La sandbox in ambiente Windows
Ricollegandoci a quanto detto prima, è utile segnalare che Windows 10 (dalla insider build 18305) integra nativamente la funzione di sandboxing (nelle versioni Pro o Enterprise): in questo modo non è necessario scaricare o installare ulteriori software per poter utilizzare l’ambiente virtuale.
È sufficiente attivarne le funzionalità dal menu di configurazione delle Windows Features e Microsoft Sandbox apparirà subito disponibile nel menu start come tutti gli altri programmi.
Tra l’altro, non è necessario scaricare un’immagine di Windows aggiuntiva, ma verrà utilizzata una copia derivata dal sistema operativo attualmente in uso sulla macchina stessa, creata in automatico e che verrà rimossa al suo “spegnimento”, a meno di impostazioni diverse.
Una volta pronto, si utilizzerà il nuovo ambiente di lavoro come se fosse una seconda macchina, con le sue configurazioni di disco, memoria, porte USB ecc., e sapendo quindi che ogni azione sarà quasi sicuramente circoscritta e avrà effetto solo nel suo ambito.

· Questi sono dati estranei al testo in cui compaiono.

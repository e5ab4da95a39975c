//! The semantic table builder
//!
//! Renders a record collection as a `<table>` with `thead`/`tbody`/
//! `tfoot` column groups, alternating row classes and sortable header
//! links whose hrefs carry the toggled sort state.

use listful_sort::{RequestParams, SortEntry, codec, registry};

use crate::error::{Result, TableError};
use crate::markup::Tag;
use crate::options::ListOptions;

/// The column groups of a rendered table
#[derive(Debug, Clone, Copy, PartialEq, Eq)]
pub enum ColumnGroup {
	/// `<thead>` with one header row of column titles
	Head,
	/// `<tbody>` with one row per record
	Body,
	/// `<tfoot>` mirroring the column titles
	Foot,
}

/// Renders one body cell for a record and its index
type CellRenderer<T> = Box<dyn Fn(&T, usize) -> String>;

/// A full-width row rendered after each record's row
struct AuxRow<T> {
	renderer: CellRenderer<T>,
	class: &'static str,
}

enum ColumnKind {
	/// A regular data column
	Field,
	/// Row controls (edit/delete links); renders an empty header cell
	Controls,
}

/// One column of a semantic list.
///
/// The renderer produces the body cell markup for a record; the title is
/// what head and foot rows display. A `sort` field wraps the title in a
/// sortable link.
///
/// # Examples
///
/// ```rust
/// use listful_tables::Column;
///
/// struct User {
///     first_name: String,
///     last_name: String,
/// }
///
/// let column = Column::new(|user: &User, _| {
///     format!("{} {}", user.first_name, user.last_name)
/// })
/// .title("User Name")
/// .sort("first_name")
/// .width("20%");
/// ```
pub struct Column<T> {
	title: Option<String>,
	sort: Option<String>,
	width: Option<String>,
	kind: ColumnKind,
	renderer: CellRenderer<T>,
}

impl<T> Column<T> {
	/// Creates a column from its body cell renderer
	pub fn new(renderer: impl Fn(&T, usize) -> String + 'static) -> Self {
		Self {
			title: None,
			sort: None,
			width: None,
			kind: ColumnKind::Field,
			renderer: Box::new(renderer),
		}
	}

	/// Sets the title shown in head and foot rows
	pub fn title(mut self, title: impl Into<String>) -> Self {
		self.title = Some(title.into());
		self
	}

	/// Makes the column sortable on the given field
	pub fn sort(mut self, field: impl Into<String>) -> Self {
		self.sort = Some(field.into());
		self
	}

	/// Sets the column width attribute
	pub fn width(mut self, width: impl Into<String>) -> Self {
		self.width = Some(width.into());
		self
	}
}

/// Builder for a semantic HTML table over a record collection.
///
/// # Examples
///
/// ```rust
/// use listful_sort::RequestParams;
/// use listful_tables::{Column, ListOptions, SemanticList};
///
/// struct User {
///     login: String,
/// }
///
/// let users = vec![User { login: "ada".to_string() }];
/// let html = SemanticList::new(&users, RequestParams::new(), ListOptions::new().as_name("user"))
///     .column(Column::new(|u: &User, _| u.login.clone()).title("Login").sort("login"))
///     .render()
///     .unwrap();
///
/// assert!(html.starts_with("<table id=\"user\" class=\"semantic-list\">"));
/// ```
pub struct SemanticList<'a, T> {
	collection: &'a [T],
	params: RequestParams,
	options: ListOptions,
	columns: Vec<Column<T>>,
	aux_row: Option<AuxRow<T>>,
	group_key: Option<Box<dyn Fn(&T) -> String>>,
	groups: Vec<ColumnGroup>,
}

impl<'a, T> SemanticList<'a, T> {
	/// Creates a builder over a collection and the current request's
	/// parameters
	pub fn new(collection: &'a [T], params: RequestParams, options: ListOptions) -> Self {
		Self {
			collection,
			params,
			options,
			columns: Vec::new(),
			aux_row: None,
			group_key: None,
			groups: vec![ColumnGroup::Head, ColumnGroup::Body],
		}
	}

	/// Appends a column
	pub fn column(mut self, column: Column<T>) -> Self {
		self.columns.push(column);
		self
	}

	/// Appends a controls column: body-only row controls with an empty
	/// header cell
	pub fn controls(mut self, renderer: impl Fn(&T, usize) -> String + 'static) -> Self {
		let mut column = Column::new(renderer);
		column.kind = ColumnKind::Controls;
		self.columns.push(column);
		self
	}

	/// Adds a full-width extra row rendered after each record's row.
	///
	/// The row spans all columns and is skipped for records where the
	/// renderer returns an empty string. A list has one auxiliary row
	/// slot; this replaces any earlier [`extra`] or [`full_column`].
	///
	/// [`extra`]: Self::extra
	/// [`full_column`]: Self::full_column
	pub fn extra(mut self, renderer: impl Fn(&T, usize) -> String + 'static) -> Self {
		self.aux_row = Some(AuxRow {
			renderer: Box::new(renderer),
			class: "extra",
		});
		self
	}

	/// Adds a full-width column row rendered after each record's row.
	///
	/// Same colspan mechanics as [`extra`], classed `full-column`
	/// instead, for content that belongs to the record rather than
	/// alongside it.
	///
	/// [`extra`]: Self::extra
	pub fn full_column(mut self, renderer: impl Fn(&T, usize) -> String + 'static) -> Self {
		self.aux_row = Some(AuxRow {
			renderer: Box::new(renderer),
			class: "full-column",
		});
		self
	}

	/// Re-inserts the header row whenever the key changes between
	/// consecutive records
	pub fn grouped_by(mut self, key: impl Fn(&T) -> String + 'static) -> Self {
		self.group_key = Some(Box::new(key));
		self
	}

	/// Overrides which column groups are rendered, in order.
	///
	/// Defaults to head then body.
	pub fn with_groups(mut self, groups: &[ColumnGroup]) -> Self {
		self.groups = groups.to_vec();
		self
	}

	/// Renders the table.
	///
	/// Fails only on usage errors; request-derived sort state can never
	/// make rendering fail.
	pub fn render(&self) -> Result<String> {
		if self.columns.is_empty() {
			return Err(TableError::NoColumns);
		}
		if self.columns.iter().any(|c| c.sort.as_deref() == Some("")) {
			return Err(TableError::EmptySortField);
		}

		let mut content = String::new();
		for group in &self.groups {
			match group {
				ColumnGroup::Head => content.push_str(&self.render_head()),
				ColumnGroup::Body => content.push_str(&self.render_body()),
				ColumnGroup::Foot => content.push_str(&self.render_foot()),
			}
		}

		let mut table = Tag::new("table");
		if let Some(id) = self.options.id.as_deref().or(self.options.as_name.as_deref()) {
			table = table.attr("id", id);
		}
		table = table.class("semantic-list");
		if let Some(url) = &self.options.sort_url {
			table = table.class("sortable").attr("data-sorturl", url.as_str());
		}
		if self.options.selectable {
			table = table.class("selectable");
		}
		if self.options.expandable {
			table = table.class("expandable");
		}
		if let Some(class) = &self.options.class {
			table = table.class(class);
		}
		Ok(table.content(content).render())
	}

	fn header_row(&self) -> String {
		let mut row = String::new();
		for column in &self.columns {
			let title = match column.kind {
				ColumnKind::Field => column.title.clone().unwrap_or_default(),
				ColumnKind::Controls => String::new(),
			};
			let contents = match &column.sort {
				Some(field) => self.sortable_link(&title, field),
				None => title,
			};
			let mut cell = Tag::new("th");
			if let Some(width) = &column.width {
				cell = cell.attr("width", width);
			}
			row.push_str(&cell.content(contents).render());
		}
		Tag::new("tr").class("header").content(row).render()
	}

	fn render_head(&self) -> String {
		Tag::new("thead").content(self.header_row()).render()
	}

	fn render_body(&self) -> String {
		if self.collection.is_empty() {
			return String::new();
		}

		let mut rows = String::new();
		let mut last_group: Option<String> = None;
		for (index, record) in self.collection.iter().enumerate() {
			if let Some(key) = &self.group_key {
				let group = key(record);
				if last_group.as_deref() != Some(group.as_str()) {
					rows.push_str(&self.header_row());
				}
				last_group = Some(group);
			}

			let cycle = if index % 2 == 0 { "even" } else { "odd" };
			let mut cells = String::new();
			for column in &self.columns {
				let mut cell = Tag::new("td");
				if matches!(column.kind, ColumnKind::Controls) {
					cell = cell.class("controls");
				}
				cells.push_str(&cell.content((column.renderer)(record, index)).render());
			}
			rows.push_str(&Tag::new("tr").class(cycle).content(cells).render());

			if let Some(aux) = &self.aux_row {
				let contents = (aux.renderer)(record, index);
				if !contents.is_empty() {
					let cell = Tag::new("td")
						.attr("colspan", self.columns.len().to_string())
						.class(aux.class)
						.content(contents);
					rows.push_str(&Tag::new("tr").class(cycle).content(cell.render()).render());
				}
			}
		}
		Tag::new("tbody").content(rows).render()
	}

	fn render_foot(&self) -> String {
		let mut row = String::new();
		for column in &self.columns {
			let title = match column.kind {
				ColumnKind::Field => column.title.clone().unwrap_or_default(),
				ColumnKind::Controls => String::new(),
			};
			let contents = match &column.sort {
				Some(field) => self.sortable_link(&title, field),
				None => title,
			};
			row.push_str(&Tag::new("th").content(contents).render());
		}
		Tag::new("tfoot")
			.content(Tag::new("tr").content(row).render())
			.render()
	}

	/// Wraps column contents in a sort-toggling anchor.
	///
	/// A list without an object name cannot namespace its sort state, so
	/// the contents pass through untouched. When no sort state is
	/// present and the column is the entity's registered default, the
	/// default direction counts as the current one, so the first click
	/// flips it and the link is styled as active.
	fn sortable_link(&self, contents: &str, field: &str) -> String {
		if self.options.object_name().is_empty() {
			tracing::debug!(field, "list has no object name, sort link skipped");
			return contents.to_string();
		}
		let table_name = self.options.resolved_table_name();

		let mut entries = codec::parse(&self.params, &table_name);
		if entries.is_empty()
			&& let Some(config) = registry::config(&table_name)
		{
			let default = config.default_order();
			if default.field == field {
				entries.push(SortEntry::new(field, default.direction));
			}
		}

		let toggled = codec::toggle(&entries, field);
		let next_params = codec::encode(&self.params, &table_name, &toggled);
		let css = codec::css_state_token(&entries, field);

		Tag::new("a")
			.attr("href", format!("?{}", next_params.to_query_string()))
			.class(css)
			.content(contents)
			.render()
	}
}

Il “quasi” è d’obbligo per tutte le considerazioni sul rischio security già menzionate.
Come funziona la Windows Sandbox
Come già accennato, per poter utilizzare Sandbox, non è necessario scaricare nuovamente un’immagine di Windows da cui effettuare il boot, ma il sistema in maniera autonoma crea una copia a partire dalla versione Windows già installata sulla macchina e dai cui quindi viene lanciata. Windows Sandbox garantisce la protezione virus tramite il preinstallato Windows Defender e non consente di installare antivirus alternativi.
Per poter garantire che effettivamente l’ambiente Sandbox non possa contaminare il sistema host, nemmeno modificandone file di sistema, l’istanza virtuale viene creata attraverso il metodo di “immagine base dinamica”, ovvero caratterizzata dalla copia dei soli file che posso essere modificati, ma utilizzando invece link ai file che non possono essere modificati nella immagine Windows reale.
Anche la gestione della memoria è stata ottimizzata per permettere l’utilizzo di due macchine sullo stesso hardware, limitato in termini di risorse. Ciò è possibile grazie al meccanismo di gestione scelto, che consente all’host di poter richiamare memoria dalla sandbox (gerarchicamente inferiore) e consente l’uso delle stesse porzioni di memoria fisica da parte di entrambe le macchine, effettuando però un mapping che assicura la separazione delle informazioni e dei dati condivisi.
Conclusioni
Come già accennato, non possiamo pensare che tramite l’utilizzo di una sandbox non possa più accadere nulla di spiacevole sulla nostra macchina: si tratta comunque di un ambiente virtuale che va utilizzato con prudenza.
Rappresenta, tuttavia un valido ed efficiente metodo per poter testare software conosciuto (meglio se con interfaccia di rete spenta) nelle realtà sprovviste di infrastrutture di virtualizzazione dedicate.